NEWS BRIEF
Chinese rocket developer LandSpace plans to successfully recover a reusable booster by mid-2026, with a company executive outlining the Beijing-based firm’s ambition to become China’s answer to SpaceX. LandSpace became the first Chinese entity to conduct a full reusable rocket test earlier this month when Zhuque-3 launched its maiden flight, though it failed to complete the crucial final step of landing and recovering the rocket’s booster.
WHAT HAPPENED
- LandSpace plans a second test flight in mid-2026 to successfully recover and land the Zhuque-3 rocket booster after failing in its first attempt.
- The company aims to use a reused first stage for its fourth flight if the second recovery attempt succeeds.
- LandSpace conducted China’s first full reusable rocket test earlier this month with Zhuque-3’s maiden flight from northwest China.
- The company has 10 launches planned for next year across all its models and is considering an IPO to fund high-frequency operations.
WHY IT MATTERS
- Reusable rocket technology is crucial for reducing launch costs and making space exploration commercially viable like civil aviation.
- SpaceX remains the only company that has mastered reusable rockets, launching Falcon 9 roughly 150 times annually with boosters reused dozens of times.
- Elon Musk acknowledged Zhuque-3’s design could potentially beat Falcon 9 but estimated China would need over five years to match SpaceX’s launch cadence.
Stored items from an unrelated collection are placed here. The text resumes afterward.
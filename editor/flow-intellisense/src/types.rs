//! Core types for flow-intellisense

use serde::{Deserialize, Serialize};
use std::fmt;

/// Position in a document (0-based line, 0-based character within the line)
#[derive(Debug, Clone, Copy, PartialEq, Eq, PartialOrd, Ord, Default, Serialize, Deserialize)]
pub struct Position {
    pub line: u32,
    pub character: u32,
}

impl Position {
    pub fn new(line: u32, character: u32) -> Self {
        Self { line, character }
    }
}

impl fmt::Display for Position {
    fn fmt(&self, f: &mut fmt::Formatter<'_>) -> fmt::Result {
        write!(f, "{}:{}", self.line + 1, self.character + 1)
    }
}

/// Half-open span between two positions
#[derive(Debug, Clone, Copy, PartialEq, Eq, Default, Serialize, Deserialize)]
pub struct Range {
    pub start: Position,
    pub end: Position,
}

impl Range {
    pub fn new(start: Position, end: Position) -> Self {
        Self { start, end }
    }

    /// Range on a single line
    pub fn on_line(line: u32, start: u32, end: u32) -> Self {
        Self {
            start: Position::new(line, start),
            end: Position::new(line, end),
        }
    }

    pub fn contains(&self, other: &Range) -> bool {
        self.start <= other.start && other.end <= self.end
    }

    pub fn overlaps(&self, other: &Range) -> bool {
        self.start < other.end && other.start < self.end
    }
}

/// A tag name found while scanning backward from the cursor
#[derive(Debug, Clone, PartialEq, Eq, Serialize)]
pub struct TagToken {
    /// Tag name without the leading `<`
    pub text: String,
    /// Absolute character offset of the `<`
    pub offset: usize,
}

/// What the cursor is positioned on
#[derive(Debug, Clone, PartialEq, Eq, Default, Serialize)]
#[serde(tag = "kind", rename_all = "snake_case")]
pub enum CursorContext {
    /// Inside the quoted value of an attribute
    AttributeValue {
        /// Element the attribute belongs to
        tag: String,
        /// Attribute name
        attribute: String,
    },

    /// Inside an open tag, where an attribute name can go
    AttributeName {
        /// Nearest tag opened before the cursor
        tag: TagToken,
    },

    /// Right after `<`, optionally with part of a tag name typed
    TagStart {
        /// Partial tag name already typed
        partial: String,
    },

    /// Unknown/unsupported context
    #[default]
    Unknown,
}

// ============================================================================
// Completion Types
// ============================================================================

/// Kind of completion item
#[derive(Debug, Clone, Copy, PartialEq, Eq, Serialize, Deserialize)]
#[serde(rename_all = "lowercase")]
pub enum CompletionKind {
    Element,
    Attribute,
    Method,
    Value,
}

/// A completion item
#[derive(Debug, Clone, Serialize, Deserialize)]
pub struct CompletionItem {
    /// Label shown in completion list
    pub label: String,

    /// Kind of completion
    pub kind: CompletionKind,

    /// Text to insert
    pub insert_text: String,

    /// Whether insert_text is a snippet
    #[serde(default)]
    pub is_snippet: bool,

    /// Short detail text
    #[serde(skip_serializing_if = "Option::is_none")]
    pub detail: Option<String>,

    /// Full documentation (markdown)
    #[serde(skip_serializing_if = "Option::is_none")]
    pub documentation: Option<String>,

    /// Lexicographic sort key
    pub sort_text: String,

    /// Text replaced by the insertion; the word at the cursor when absent
    #[serde(skip_serializing_if = "Option::is_none")]
    pub replace_range: Option<Range>,
}

/// Sort key prefix that pins flow suggestions above generic ones
pub const SORT_PREFIX: &str = "-000000000000";

impl CompletionItem {
    pub fn new(label: impl Into<String>, kind: CompletionKind) -> Self {
        let label = label.into();
        Self {
            insert_text: label.clone(),
            sort_text: format!("{}{}", SORT_PREFIX, label),
            label,
            kind,
            is_snippet: false,
            detail: None,
            documentation: None,
            replace_range: None,
        }
    }

    pub fn with_insert_text(mut self, text: impl Into<String>) -> Self {
        self.insert_text = text.into();
        self
    }

    pub fn with_detail(mut self, detail: impl Into<String>) -> Self {
        self.detail = Some(detail.into());
        self
    }

    pub fn with_documentation(mut self, doc: impl Into<String>) -> Self {
        self.documentation = Some(doc.into());
        self
    }

    pub fn with_sort_text(mut self, sort_text: impl Into<String>) -> Self {
        self.sort_text = sort_text.into();
        self
    }

    pub fn with_replace_range(mut self, range: Range) -> Self {
        self.replace_range = Some(range);
        self
    }

    pub fn as_snippet(mut self) -> Self {
        self.is_snippet = true;
        self
    }
}

/// Result of completion request
#[derive(Debug, Clone, Serialize, Deserialize)]
pub struct CompletionResult {
    pub items: Vec<CompletionItem>,
    #[serde(default)]
    pub is_incomplete: bool,
}

impl CompletionResult {
    pub fn new(items: Vec<CompletionItem>) -> Self {
        Self {
            items,
            is_incomplete: false,
        }
    }

    pub fn empty() -> Self {
        Self {
            items: Vec::new(),
            is_incomplete: false,
        }
    }

    pub fn is_empty(&self) -> bool {
        self.items.is_empty()
    }

    pub fn labels(&self) -> Vec<&str> {
        self.items.iter().map(|item| item.label.as_str()).collect()
    }
}

// ============================================================================
// Hover Types
// ============================================================================

/// Hover information
#[derive(Debug, Clone, Serialize, Deserialize)]
pub struct HoverInfo {
    /// Main content (markdown)
    pub content: String,

    /// Optional range this hover applies to
    #[serde(skip_serializing_if = "Option::is_none")]
    pub range: Option<Range>,
}

impl HoverInfo {
    pub fn new(content: impl Into<String>) -> Self {
        Self {
            content: content.into(),
            range: None,
        }
    }

    pub fn with_range(mut self, range: Range) -> Self {
        self.range = Some(range);
        self
    }
}

// ============================================================================
// Diagnostic Types
// ============================================================================

/// Diagnostic severity
#[derive(Debug, Clone, Copy, PartialEq, Eq, Serialize, Deserialize)]
#[serde(rename_all = "lowercase")]
pub enum Severity {
    Error,
    Warning,
    Info,
    Hint,
}

impl fmt::Display for Severity {
    fn fmt(&self, f: &mut fmt::Formatter<'_>) -> fmt::Result {
        match self {
            Severity::Error => write!(f, "error"),
            Severity::Warning => write!(f, "warning"),
            Severity::Info => write!(f, "info"),
            Severity::Hint => write!(f, "hint"),
        }
    }
}

/// Extra context attached to a diagnostic, in the same document
#[derive(Debug, Clone, PartialEq, Eq, Serialize, Deserialize)]
pub struct RelatedInformation {
    pub range: Range,
    pub message: String,
}

/// A diagnostic message
#[derive(Debug, Clone, PartialEq, Eq, Serialize, Deserialize)]
pub struct Diagnostic {
    pub range: Range,
    pub severity: Severity,
    pub code: String,
    pub source: String,
    pub message: String,
    #[serde(default, skip_serializing_if = "Vec::is_empty")]
    pub related_information: Vec<RelatedInformation>,
}

/// Source name attached to every diagnostic
pub const DIAGNOSTIC_SOURCE: &str = "flow";

impl Diagnostic {
    pub fn error(range: Range, code: &str, message: impl Into<String>) -> Self {
        Self {
            range,
            severity: Severity::Error,
            code: code.to_string(),
            source: DIAGNOSTIC_SOURCE.to_string(),
            message: message.into(),
            related_information: Vec::new(),
        }
    }

    pub fn with_related(mut self, range: Range, message: impl Into<String>) -> Self {
        self.related_information.push(RelatedInformation {
            range,
            message: message.into(),
        });
        self
    }
}

#[cfg(test)]
mod tests {
    use super::*;

    #[test]
    fn test_completion_item_builder() {
        let item = CompletionItem::new("size", CompletionKind::Attribute)
            .with_insert_text("size=\"$1\"$0")
            .with_detail("Flow Design Vue")
            .as_snippet();

        assert_eq!(item.label, "size");
        assert_eq!(item.sort_text, "-000000000000size");
        assert!(item.is_snippet);
        assert!(item.replace_range.is_none());
    }

    #[test]
    fn test_range_containment() {
        let outer = Range::new(Position::new(1, 0), Position::new(3, 4));
        let inner = Range::on_line(2, 2, 10);
        assert!(outer.contains(&inner));
        assert!(!inner.contains(&outer));
        assert!(outer.overlaps(&inner));
        assert!(!Range::on_line(0, 0, 5).overlaps(&Range::on_line(0, 5, 9)));
    }

    #[test]
    fn test_position_display_is_one_based() {
        assert_eq!(Position::new(0, 4).to_string(), "1:5");
    }

    #[test]
    fn test_diagnostic_builder() {
        let range = Range::on_line(0, 0, 10);
        let diag = Diagnostic::error(range, "required-attribute", "label is required")
            .with_related(range, "Mandatory fields are required");

        assert_eq!(diag.severity, Severity::Error);
        assert_eq!(diag.source, "flow");
        assert_eq!(diag.related_information.len(), 1);
    }

    #[test]
    fn test_cursor_context_serializes_with_kind() {
        let ctx = CursorContext::AttributeValue {
            tag: "f-button".to_string(),
            attribute: "size".to_string(),
        };
        let json = serde_json::to_value(&ctx).unwrap();
        assert_eq!(json["kind"], "attribute_value");
        assert_eq!(json["attribute"], "size");
    }
}
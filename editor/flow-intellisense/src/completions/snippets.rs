//! Tag skeleton snippets
//!
//! A tag completion inserts the element with its required attributes as
//! tab stops and its `subtags` expanded inside it, one level of indentation
//! per nesting depth:
//!
//! ```text
//! f-div label="$1">
//!   <f-text></f-text>
//! </f-div>
//! ```
//!
//! The leading `<` is left out because the user has already typed it.

use crate::settings::Settings;
use flow_data::FlowData;

/// Build the snippet body for a tag completion.
pub fn tag_skeleton(data: &FlowData, tag: &str, settings: &Settings) -> String {
    let mut skeleton = Skeleton {
        data,
        quote: settings.quote(),
        indent: settings.indent_size,
        placeholder: 0,
        lines: Vec::new(),
        path: Vec::new(),
    };
    skeleton.push(tag, 0);

    let body = skeleton.lines.join("\n");
    match body.strip_prefix('<') {
        Some(rest) => rest.to_string(),
        None => body,
    }
}

struct Skeleton<'a> {
    data: &'a FlowData,
    quote: char,
    indent: usize,
    /// Last tab stop number handed out
    placeholder: usize,
    lines: Vec<String>,
    /// Tags being expanded, outermost first
    path: Vec<&'a str>,
}

impl<'a> Skeleton<'a> {
    fn push(&mut self, tag: &'a str, depth: usize) {
        let pad = " ".repeat(depth * self.indent);
        let element = self.data.get_element(tag);

        let mut open = format!("{}<{}", pad, tag);
        if let Some(element) = element {
            // `defaults` get no tab stop.
            for name in element.required_attributes() {
                self.placeholder += 1;
                open.push_str(&format!(
                    " {}={q}${}{q}",
                    name,
                    self.placeholder,
                    q = self.quote
                ));
            }
        }
        open.push('>');

        // An element that contains itself is not expanded a second time.
        let children: &'a [String] = match element {
            Some(element) if !self.path.contains(&tag) => &element.subtags,
            _ => &[],
        };

        if children.is_empty() {
            self.lines.push(format!("{}</{}>", open, tag));
            return;
        }

        self.lines.push(open);
        self.path.push(tag);
        for child in children {
            self.push(child, depth + 1);
        }
        self.path.pop();
        self.lines.push(format!("{}</{}>", pad, tag));
    }
}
- China’s entire rocket industry combined totaled only around 100 launches this year, highlighting the massive gap with SpaceX’s capabilities.
IMPLICATIONS
- LandSpace faces enormous financial and technical challenges to match SpaceX’s high-frequency launch operations and reusability success.
- The company’s planned IPO next year will be critical to funding the intensive testing regimen required for commercial space viability.
- China’s space industry lacks the ecosystem support needed for a single company to achieve SpaceX-level launch frequencies independently.
- By the time Chinese firms approach Falcon 9’s capabilities, SpaceX will likely have transitioned to its heavier Starship model with vastly greater capacity.
This briefing is based on information from Reuters.